Looking back through the Unique Cars classifieds
RENAULT FUEGO – Advertised April 1990
This Fuego certainly was special. Special enough to attract the attention of a copper on a bike who wanted to give it a ticket – quite rightly – for ridiculous window tinting. Your scribe worked at the time for the Renault distributors and had collected the ‘White Knight’ from the foyer of a Sydney cinema where it had been used to promote a James Bond movie that co-starred a few Renaults. None were Fuegos but that didn’t trouble the importers. Any residual desirability would by 1990 have evaporated and achieving $19,500 or anything close would have been a big ask.
SUNBEAM TIGER – Advertised August 1991
Would you believe…? Yes, this is the car made famous by Agent 86, the immortal Maxwell Smart. Max never died but the Tiger was sadly killed off after Sunbeam became part of the Chrysler Group and there wasn’t a Mopar V8 scrawny enough to fit the Tiger’s cramped engine space. This one has a 260 cubic inch (4.2-litre) Ford motor and they get along quite nicely. Several Tigers were privately imported to Australia; among them a few red ones so we hope that this tidy example is still with us and making good gains for its current owner.
1962 OLDS STARFIRE CONVERTIBLE – Advertised May 1996
Looked at purely as an investment, this two-tone Oldsmobile with its roulette-wheel hubcaps, leather trim and power everything doesn’t match the value growth enjoyed by more common Chevrolets. But then you look at the price and the style and the features and no one could say the buyer got a bad deal. Around 7150 Starfire convertibles were built for 1962, compared with over 34,000 two-door Hardtops, yet values stuck at around US$20,000 don’t reflect scarcity. Very few would have come to Australia as new cars and this might well have been the sole survivor.

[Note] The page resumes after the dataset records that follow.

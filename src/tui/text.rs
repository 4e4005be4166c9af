//! Styled text layout: reply blocks to word-wrapped ratatui lines.

use ratatui::style::{Modifier, Style};
use ratatui::text::{Line, Span};
use textwrap::WordSeparator;
use textwrap::core::{Fragment, break_words, display_width};
use textwrap::wrap_algorithms::wrap_first_fit;

use crate::core::reply::{DisplayBlock, InlineSpan};

use super::constants::Palette;

/// A word plus its trailing whitespace, styled by the run it came from.
#[derive(Debug)]
struct StyledWord {
    word: String,
    style: Style,
    whitespace: String,
    whitespace_style: Style,
}

impl Fragment for StyledWord {
    fn width(&self) -> f64 {
        display_width(&self.word) as f64
    }

    fn whitespace_width(&self) -> f64 {
        display_width(&self.whitespace) as f64
    }

    fn penalty_width(&self) -> f64 {
        0.0
    }
}

/// Split runs into words, hard-breaking any word wider than `max_width`.
/// Whitespace that opens a run is attached to the previous word.
fn styled_words(runs: &[(String, Style)], max_width: usize) -> Vec<StyledWord> {
    let mut words: Vec<StyledWord> = Vec::new();
    for (text, style) in runs {
        let found = WordSeparator::AsciiSpace.find_words(text);
        for word in break_words(found, max_width) {
            if word.word.is_empty() {
                if let Some(prev) = words.last_mut() {
                    prev.whitespace.push_str(word.whitespace);
                    prev.whitespace_style = *style;
                }
                continue;
            }
            words.push(StyledWord {
                word: word.word.to_string(),
                style: *style,
                whitespace: word.whitespace.to_string(),
                whitespace_style: *style,
            });
        }
    }
    words
}

/// Word-wrap styled runs to `width` columns. The first line starts with
/// `indent_first`, continuation lines with `indent_rest`.
pub(crate) fn wrap_spans(
    runs: &[(String, Style)],
    width: usize,
    indent_first: Span<'static>,
    indent_rest: Span<'static>,
) -> Vec<Line<'static>> {
    let first_width = width.saturating_sub(display_width(&indent_first.content)).max(1);
    let rest_width = width.saturating_sub(display_width(&indent_rest.content)).max(1);
    let words = styled_words(runs, first_width.min(rest_width));
    let line_widths = [first_width as f64, rest_width as f64];

    let mut indent = Some(indent_first);
    wrap_first_fit(&words, &line_widths)
        .into_iter()
        .map(|fragments| {
            let lead = indent.take().unwrap_or_else(|| indent_rest.clone());
            let mut spans = vec![lead];
            for (i, w) in fragments.iter().enumerate() {
                spans.push(Span::styled(w.word.clone(), w.style));
                // trailing whitespace is dropped at the end of a line
                if i + 1 < fragments.len() && !w.whitespace.is_empty() {
                    spans.push(Span::styled(w.whitespace.clone(), w.whitespace_style));
                }
            }
            Line::from(spans)
        })
        .collect()
}

fn inline_runs(spans: &[InlineSpan], palette: &Palette) -> Vec<(String, Style)> {
    spans
        .iter()
        .map(|span| {
            let style = if span.is_bold() {
                Style::default()
                    .fg(palette.strong)
                    .add_modifier(Modifier::BOLD)
            } else {
                Style::default().fg(palette.text)
            };
            (span.text().to_string(), style)
        })
        .collect()
}

/// Lay out reply blocks. Each break is one blank line.
pub(crate) fn blocks_to_lines(
    blocks: &[DisplayBlock],
    width: usize,
    palette: &Palette,
) -> Vec<Line<'static>> {
    let mut lines: Vec<Line<'static>> = Vec::new();
    for block in blocks {
        match block {
            DisplayBlock::Break => lines.push(Line::default()),
            DisplayBlock::Heading { text } => {
                let style = Style::default()
                    .fg(palette.strong)
                    .add_modifier(Modifier::BOLD);
                lines.extend(wrap_spans(
                    &[(text.clone(), style)],
                    width,
                    Span::raw(""),
                    Span::raw(""),
                ));
            }
            DisplayBlock::BulletItem { spans } => {
                lines.extend(wrap_spans(
                    &inline_runs(spans, palette),
                    width,
                    Span::styled("• ", Style::default().fg(palette.accent)),
                    Span::raw("  "),
                ));
            }
            DisplayBlock::Paragraph { spans } => {
                lines.extend(wrap_spans(
                    &inline_runs(spans, palette),
                    width,
                    Span::raw(""),
                    Span::raw(""),
                ));
            }
        }
    }
    lines
}

/// Plain text wrapped without styling (user messages, notices).
pub(crate) fn plain_to_lines(text: &str, width: usize, style: Style) -> Vec<Line<'static>> {
    text.lines()
        .flat_map(|line| {
            if line.trim().is_empty() {
                vec![Line::default()]
            } else {
                wrap_spans(
                    &[(line.to_string(), style)],
                    width,
                    Span::raw(""),
                    Span::raw(""),
                )
            }
        })
        .collect()
}

/// Truncate to `max_width` columns, ending with "…" when cut.
pub(crate) fn truncate_with_ellipsis(s: &str, max_width: usize) -> String {
    if display_width(s) <= max_width {
        return s.to_string();
    }
    let mut out = String::new();
    let mut w = 0;
    for c in s.chars() {
        let cw = display_width(c.encode_utf8(&mut [0; 4]));
        if w + cw + 1 > max_width {
            break;
        }
        w += cw;
        out.push(c);
    }
    out.push('…');
    out
}

#[cfg(test)]
mod tests {
    use super::*;
    use crate::core::config::Theme;
    use crate::core::reply::parse;
    use crate::tui::constants::palette;

    fn line_text(line: &Line) -> String {
        line.spans.iter().map(|s| s.content.as_ref()).collect()
    }

    #[test]
    fn words_carry_whitespace_and_style() {
        let bold = Style::default().add_modifier(Modifier::BOLD);
        let runs = vec![
            ("Net ".to_string(), Style::default()),
            ("income".to_string(), bold),
            (" rose".to_string(), Style::default()),
        ];
        let words = styled_words(&runs, 80);
        let texts: Vec<(&str, &str)> = words
            .iter()
            .map(|w| (w.word.as_str(), w.whitespace.as_str()))
            .collect();
        assert_eq!(texts, vec![("Net", " "), ("income", " "), ("rose", "")]);
        assert_eq!(words[1].style, bold);
        assert_eq!(words[1].whitespace_style, Style::default());
    }

    #[test]
    fn wrapped_lines_have_no_edge_whitespace() {
        let lines = wrap_spans(
            &[("  alpha   beta gamma  ".to_string(), Style::default())],
            11,
            Span::raw(""),
            Span::raw(""),
        );
        let texts: Vec<String> = lines.iter().map(line_text).collect();
        assert_eq!(texts, vec!["alpha", "beta gamma"]);
    }

    #[test]
    fn matches_plain_textwrap_output() {
        let sample = "Revenue grew strongly across every segment in the third quarter";
        let lines = wrap_spans(
            &[(sample.to_string(), Style::default())],
            20,
            Span::raw(""),
            Span::raw(""),
        );
        let texts: Vec<String> = lines.iter().map(line_text).collect();
        let options = textwrap::Options::new(20)
            .word_separator(WordSeparator::AsciiSpace)
            .wrap_algorithm(textwrap::WrapAlgorithm::FirstFit);
        let expected: Vec<String> = textwrap::wrap(sample, options)
            .into_iter()
            .map(|l| l.into_owned())
            .collect();
        assert_eq!(texts, expected);
    }

    #[test]
    fn empty_runs_yield_indent_only_line() {
        let lines = wrap_spans(&[], 10, Span::raw("• "), Span::raw("  "));
        assert_eq!(lines.len(), 1);
        assert_eq!(line_text(&lines[0]), "• ");
    }

    #[test]
    fn wrap_respects_width() {
        let lines = wrap_spans(
            &[("the quick brown fox jumps".to_string(), Style::default())],
            10,
            Span::raw(""),
            Span::raw(""),
        );
        let texts: Vec<String> = lines.iter().map(line_text).collect();
        assert_eq!(texts, vec!["the quick", "brown fox", "jumps"]);
    }

    #[test]
    fn wrap_hard_splits_long_words() {
        let lines = wrap_spans(
            &[("abcdefghij".to_string(), Style::default())],
            4,
            Span::raw(""),
            Span::raw(""),
        );
        let texts: Vec<String> = lines.iter().map(line_text).collect();
        assert_eq!(texts, vec!["abcd", "efgh", "ij"]);
    }

    #[test]
    fn bullet_continuation_is_indented() {
        let p = palette(Theme::Light);
        let lines = blocks_to_lines(&parse("* alpha beta gamma delta"), 12, p);
        assert_eq!(line_text(&lines[0]), "• alpha beta");
        assert_eq!(line_text(&lines[1]), "  gamma");
        assert_eq!(line_text(&lines[2]), "  delta");
    }

    #[test]
    fn bold_runs_keep_bold_style() {
        let p = palette(Theme::Dark);
        let lines = blocks_to_lines(&parse("Net **income** rose"), 80, p);
        assert_eq!(lines.len(), 1);
        let bold: Vec<&str> = lines[0]
            .spans
            .iter()
            .filter(|s| s.style.add_modifier.contains(Modifier::BOLD))
            .map(|s| s.content.as_ref())
            .collect();
        assert_eq!(bold, vec!["income"]);
        assert_eq!(line_text(&lines[0]), "Net income rose");
    }

    #[test]
    fn each_break_is_one_blank_line() {
        let p = palette(Theme::Light);
        let blocks = parse("**Title**\n\n\nBody\n\n");
        let breaks = blocks
            .iter()
            .filter(|b| matches!(b, DisplayBlock::Break))
            .count();
        let lines = blocks_to_lines(&blocks, 40, p);
        let texts: Vec<String> = lines.iter().map(line_text).collect();
        assert_eq!(texts, vec!["Title", "", "", "Body", "", ""]);
        assert_eq!(texts.iter().filter(|t| t.is_empty()).count(), breaks);
    }

    #[test]
    fn leading_break_is_kept() {
        let p = palette(Theme::Dark);
        let lines = blocks_to_lines(&parse("\nA"), 40, p);
        let texts: Vec<String> = lines.iter().map(line_text).collect();
        assert_eq!(texts, vec!["", "A"]);
    }

    #[test]
    fn truncate_adds_ellipsis() {
        assert_eq!(truncate_with_ellipsis("hello", 10), "hello");
        let t = truncate_with_ellipsis("hello world", 8);
        assert_eq!(t, "hello w…");
        assert_eq!(truncate_with_ellipsis("ab", 1), "…");
    }
}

Reader’s ‘One That Got Away’
VOLKSWAGEN T1 DOUBLE CAB
Harv Yaluk – Merimbula, NSW
It was sitting in a paddock, the worse for wear and missing its split windscreens. I knocked on the front door of the farm house. Yes it was for sale. “A couple of hundred will do it mate.” It was COC – cash on collection. Months passed before I got back and when I did it was gone. Some other bugger had taken it away on the spot.